Auch die Anzeigen wegen Laden-, Taschen- und Trickdiebstählen sowie Erpressung seien teilweise erheblich zurückgegangen. Deutlich zugenommen haben derweil Anzeigen wegen Raubes und Entreissdiebstahls.

Grosse Dunkelziffer

Insgesamt seien zwar mehr Anzeigen im Bereich der Sexualdelikte erstattet worden, bei den Anzeigen wegen Vergewaltigung sei allerdings ein deutlicher Rückgang zu verzeichnen. Bei Verstössen gegen das Betäubungsmittelgesetz sei die Zahl der Strafanzeigen leicht zurückgegangen.

Die Staatsanwaltschaft betont aber auch, dass viele der erwähnten Schwankungen zufällig sein könnten und gerade im Bereich der Sexualdelikte die Dunkelziffer nach wie vor enorm gross sei.

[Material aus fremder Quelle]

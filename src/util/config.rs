//! Export configuration.
//!
//! The exporter reads an optional `xmake-buildinfo.toml`:
//!
//! ```toml
//! [output]
//! dir = "build/conan"
//! file_stem = "conanbuildinfo"
//! extension = "xmake.lua"
//!
//! [context]
//! platform = "Windows"
//! arch = "x86_64"
//! mode = "Release"
//! ```
//!
//! Every key is optional. A missing or malformed file falls back to the
//! defaults.

use std::path::{Path, PathBuf};

use anyhow::{Context, Result};
use serde::{Deserialize, Serialize};

use crate::core::context::BuildContext;
use crate::generator::descriptor::{ArtifactNaming, DEFAULT_EXTENSION, DEFAULT_FILE_STEM};

/// Conventional config file name.
pub const CONFIG_FILE_NAME: &str = "xmake-buildinfo.toml";

/// Build mode used when neither the config nor the caller names one.
pub const DEFAULT_MODE: &str = "Release";

/// Exporter configuration.
#[derive(Debug, Clone, Default, PartialEq, Eq, Serialize, Deserialize)]
#[serde(default)]
pub struct ExportConfig {
    /// Where and how descriptors are written
    pub output: OutputConfig,

    /// Build context overrides
    pub context: ContextConfig,
}

/// Output location and file naming.
#[derive(Debug, Clone, PartialEq, Eq, Serialize, Deserialize)]
#[serde(default)]
pub struct OutputConfig {
    /// Output directory, relative paths resolve against the working directory
    pub dir: PathBuf,

    /// File stem shared by every descriptor
    pub file_stem: String,

    /// Descriptor extension, without the leading dot
    pub extension: String,
}

impl Default for OutputConfig {
    fn default() -> Self {
        OutputConfig {
            dir: PathBuf::from("."),
            file_stem: DEFAULT_FILE_STEM.to_string(),
            extension: DEFAULT_EXTENSION.to_string(),
        }
    }
}

/// Build context overrides. Unset fields are detected from the host.
#[derive(Debug, Clone, Default, PartialEq, Eq, Serialize, Deserialize)]
#[serde(default)]
pub struct ContextConfig {
    /// Platform identifier
    pub platform: Option<String>,

    /// Architecture identifier
    pub arch: Option<String>,

    /// Build mode identifier
    pub mode: Option<String>,
}

impl ExportConfig {
    /// Create a configuration writing to `dir` with default naming.
    pub fn with_output_dir(dir: impl Into<PathBuf>) -> Self {
        let mut config = ExportConfig::default();
        config.output.dir = dir.into();
        config
    }

    /// Load configuration from a file.
    pub fn load(path: &Path) -> Result<Self> {
        let contents = std::fs::read_to_string(path)
            .with_context(|| format!("failed to read export config: {}", path.display()))?;

        toml::from_str(&contents)
            .with_context(|| format!("failed to parse export config: {}", path.display()))
    }

    /// Load configuration with fallback to defaults if the file is missing
    /// or malformed.
    pub fn load_or_default(path: &Path) -> Self {
        if path.exists() {
            Self::load(path).unwrap_or_else(|e| {
                tracing::warn!(
                    "Failed to load export config from {}: {:#}",
                    path.display(),
                    e
                );
                Self::default()
            })
        } else {
            Self::default()
        }
    }

    /// Save configuration to a file.
    pub fn save(&self, path: &Path) -> Result<()> {
        if let Some(parent) = path.parent() {
            std::fs::create_dir_all(parent).with_context(|| {
                format!("failed to create config directory: {}", parent.display())
            })?;
        }

        let contents =
            toml::to_string_pretty(self).with_context(|| "failed to serialize export config")?;

        std::fs::write(path, contents)
            .with_context(|| format!("failed to write export config: {}", path.display()))
    }

    /// Descriptor file naming.
    pub fn naming(&self) -> ArtifactNaming {
        ArtifactNaming {
            file_stem: self.output.file_stem.clone(),
            extension: self.output.extension.clone(),
        }
    }

    /// Output directory.
    pub fn output_dir(&self) -> &Path {
        &self.output.dir
    }

    /// Build context from the overrides, detecting unset parts from the host.
    pub fn build_context(&self) -> BuildContext {
        let mode = self.context.mode.as_deref().unwrap_or(DEFAULT_MODE);
        let mut ctx = BuildContext::host(mode);

        if let Some(ref platform) = self.context.platform {
            ctx.platform = platform.clone();
        }
        if let Some(ref arch) = self.context.arch {
            ctx.arch = arch.clone();
        }

        ctx
    }
}

#[cfg(test)]
mod tests {
    use super::*;
    use tempfile::TempDir;

    #[test]
    fn test_config_default() {
        let config = ExportConfig::default();
        assert_eq!(config.output_dir(), Path::new("."));
        assert_eq!(config.naming(), ArtifactNaming::default());
        assert_eq!(config.build_context().mode, DEFAULT_MODE);
    }

    #[test]
    fn test_config_load() {
        let tmp = TempDir::new().unwrap();
        let config_path = tmp.path().join(CONFIG_FILE_NAME);

        std::fs::write(
            &config_path,
            r#"
[output]
dir = "out"
file_stem = "buildinfo"

[context]
platform = "Windows"
arch = "x86"
mode = "Debug"
"#,
        )
        .unwrap();

        let config = ExportConfig::load(&config_path).unwrap();
        assert_eq!(config.output_dir(), Path::new("out"));
        assert_eq!(config.output.file_stem, "buildinfo");
        // Not set, keeps the default
        assert_eq!(config.output.extension, "xmake.lua");
        assert_eq!(config.naming().root_file_name(), "buildinfo.xmake.lua");

        let ctx = config.build_context();
        assert_eq!(ctx.key(), "Windows_x86_Debug");
    }

    #[test]
    fn test_config_partial_context() {
        let mut config = ExportConfig::default();
        config.context.platform = Some("Linux".to_string());

        let ctx = config.build_context();
        assert_eq!(ctx.platform, "Linux");
        assert_eq!(ctx.arch, BuildContext::host(DEFAULT_MODE).arch);
        assert_eq!(ctx.mode, DEFAULT_MODE);
    }

    #[test]
    fn test_config_malformed_falls_back() {
        let tmp = TempDir::new().unwrap();
        let config_path = tmp.path().join(CONFIG_FILE_NAME);
        std::fs::write(&config_path, "[output\ndir = ").unwrap();

        assert!(ExportConfig::load(&config_path).is_err());
        assert_eq!(
            ExportConfig::load_or_default(&config_path),
            ExportConfig::default()
        );
    }

    #[test]
    fn test_config_missing_falls_back() {
        let tmp = TempDir::new().unwrap();
        let config = ExportConfig::load_or_default(&tmp.path().join("absent.toml"));
        assert_eq!(config, ExportConfig::default());
    }

    #[test]
    fn test_config_save_roundtrip() {
        let tmp = TempDir::new().unwrap();
        let config_path = tmp.path().join("nested").join(CONFIG_FILE_NAME);

        let mut config = ExportConfig::with_output_dir("deps");
        config.context.mode = Some("Debug".to_string());
        config.save(&config_path).unwrap();

        let loaded = ExportConfig::load(&config_path).unwrap();
        assert_eq!(loaded, config);
    }
}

Im Bereich der schwergewichtig zu bekämpfenden Gewaltstraftaten seien keine wesentlichen Veränderungen festzustellen. Im vergangenen Jahr kam es zu keinem vollendeten vorsätzlichen Tötungsdelikt, dafür zu neun versuchten Tötungen. Diese Zahlen seien mit dem relativ tiefen Durchschnitt der vergangenen Jahre vergleichbar.

Weniger Körperverletzungen

Angezeigte Körperverletzungen gab es 16 Prozent weniger, insgesamt waren dies 318. Bei den schweren Körperverletzungen sei der Rückgang besonders deutlich, angezeigt wurden 21 (gegenüber 36 im Vorjahr). Dies entspricht einem Rückgang von 41 Prozent.

Die Strafanzeigen wegen häuslicher Gewalt seien vergleichbar mit dem Jahr 2019. Die Zahl der Anzeigen wegen Gewalt und Drohung gegenüber Behörden und Beamten nahm indes um 12 Prozent zu.

Im Zuge der regierungsrätlichen Schwerpunktsetzung wird auch der Menschenhandel verstärkt bekämpft. Im Jahr 2020 seien elf neue Verfahren eingeleitet worden, gegenüber 17 im Vorjahr. Die Staatsanwaltschaft vermutet beim Rückgang einen Zusammenhang mit den pandemiebedingten Einschränkungen.